Let’s hope a few days of inhaling Switzerland’s pristine air breathes new life into Chinese President Xi Jinping’s determination to clean up Beijing’s blackening skies.

One of the great paradoxes of China’s global influence gaining altitude is that Xi’s airplane may have a hard time landing back in Greyjing, as locals call the capital city. In Davos, Xi is hawking China as an alternative to Donald Trump’s America, pledging increased innovation and a soft landing. What Xi omits is the Dickensian reality to which he’ll return. The environmental cost of fresh stimulus his Communist Party is tossing at a fragile economy is literally in the air.

In mid-December, Xi’s government made a big show of demanding that 1,200 factories, including state-run oil refineries, slash production. It’s all cosmetic, though. It’s only Jan. 18 and already more than 60 mainland cities have issued health alerts, a step many municipal officials only take when they absolutely have to. As analysts at Zero Hedge put it, “another staple of the ‘new’ Chinese economy are smog alerts following every burst in economic strength driven by ‘old economy’ manufacturing.”

It’s a vital point as artists and social activists risk arrest to protest Beijing setting a 2017 air quality goal that’s more than twice World Health Organization standards. WHO puts acceptable levels of PM2.5, or inhalable coarse particles, at between 20 and 25 micrograms per cubic meter. Beijing’s targeted annual average is now 60. Progress? “Air quality readings in Beijing have been worse for longer even than during the ‘airpocalypse’ of January 2014, which led the central government to declare a ‘war’ on air pollution,” says Rosealea Yao of Gavekal Dragonomics.

Sure makes you wonder what happened to Xi’s promises to stabilize China’s carbon footprint. Or a People’s Bank of China plan, leaked in March, to unleash a green-bond revolution to incentivize polluters to embrace sustainable production techniques. And what of China’s coal addiction, one that appears to be worsening before mainlanders’ eyes — and face masks?

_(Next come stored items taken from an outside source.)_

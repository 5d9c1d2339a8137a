//! Daybreak Core — previous-day-level breakout backtesting engine.
//!
//! This crate contains the heart of the backtester:
//! - Domain types (bars, daily levels, signals, trades, run state)
//! - Daily reference-level calculation
//! - Breakout classification (pure function over one bar)
//! - One-signal-per-day scheduling
//! - Leveraged trade simulation with capital compounding
//! - Performance aggregation
//! - Data providers (Binance klines, seeded synthetic bars)
//!
//! The pipeline is fully sequential: bars → levels → signals → trades.
//! Trade N's position size reads the balance trade N−1 left behind, so
//! signals are simulated strictly in chronological order.

pub mod config;
pub mod data;
pub mod detect;
pub mod domain;
pub mod engine;
pub mod error;
pub mod levels;
pub mod schedule;
pub mod simulate;
pub mod stats;

pub use config::StrategyParams;
pub use engine::{run_backtest, RunOutput};
pub use error::EngineError;

#[cfg(test)]
mod tests {
    use super::*;

    /// Compile-time check: pipeline types are Send + Sync, so independent
    /// runs can be farmed out to threads without retrofitting.
    #[allow(dead_code)]
    fn assert_send_sync() {
        fn require_send<T: Send>() {}
        fn require_sync<T: Sync>() {}

        require_send::<domain::Bar>();
        require_sync::<domain::Bar>();
        require_send::<domain::Signal>();
        require_sync::<domain::Signal>();
        require_send::<domain::Trade>();
        require_sync::<domain::Trade>();
        require_send::<domain::RunState>();
        require_sync::<domain::RunState>();
        require_send::<levels::DayLevels>();
        require_sync::<levels::DayLevels>();
        require_send::<config::StrategyParams>();
        require_sync::<config::StrategyParams>();
        require_send::<stats::Summary>();
        require_sync::<stats::Summary>();
        require_send::<RunOutput>();
        require_sync::<RunOutput>();
    }
}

The problem is the Communist Party’s obsession with keeping growth close to 7 percent. Every time the rate edges toward 6 percent, global markets quake and party leaders pound the table for more output: more credit on top of the tens of trillions of dollars’ worth since 2008, more local government borrowing, turning a blind eye to factories and households burning coal and tolerating even blacker skies.

That strategy is as toxic as Greyjing’s air. If ever there were a reason to guide gross domestic product lower it’s the risk of hundreds of millions of people literally choking on growth. As Greenpeace warns, the 460 million Chinese afflicted by worsening pollution over the last month is equivalent to the populations of the U.S., Canada and Mexico combined. It should worry a party obsessed with social stability that the number of protests over toxic rivers and air has replaced those over corruption and public land grabs.

“As the Chinese public becomes more informed and more concerned about the health costs of air pollution, the government will have to pay a higher and higher political price for its continued pursuit of a high-growth policy,” Yao says.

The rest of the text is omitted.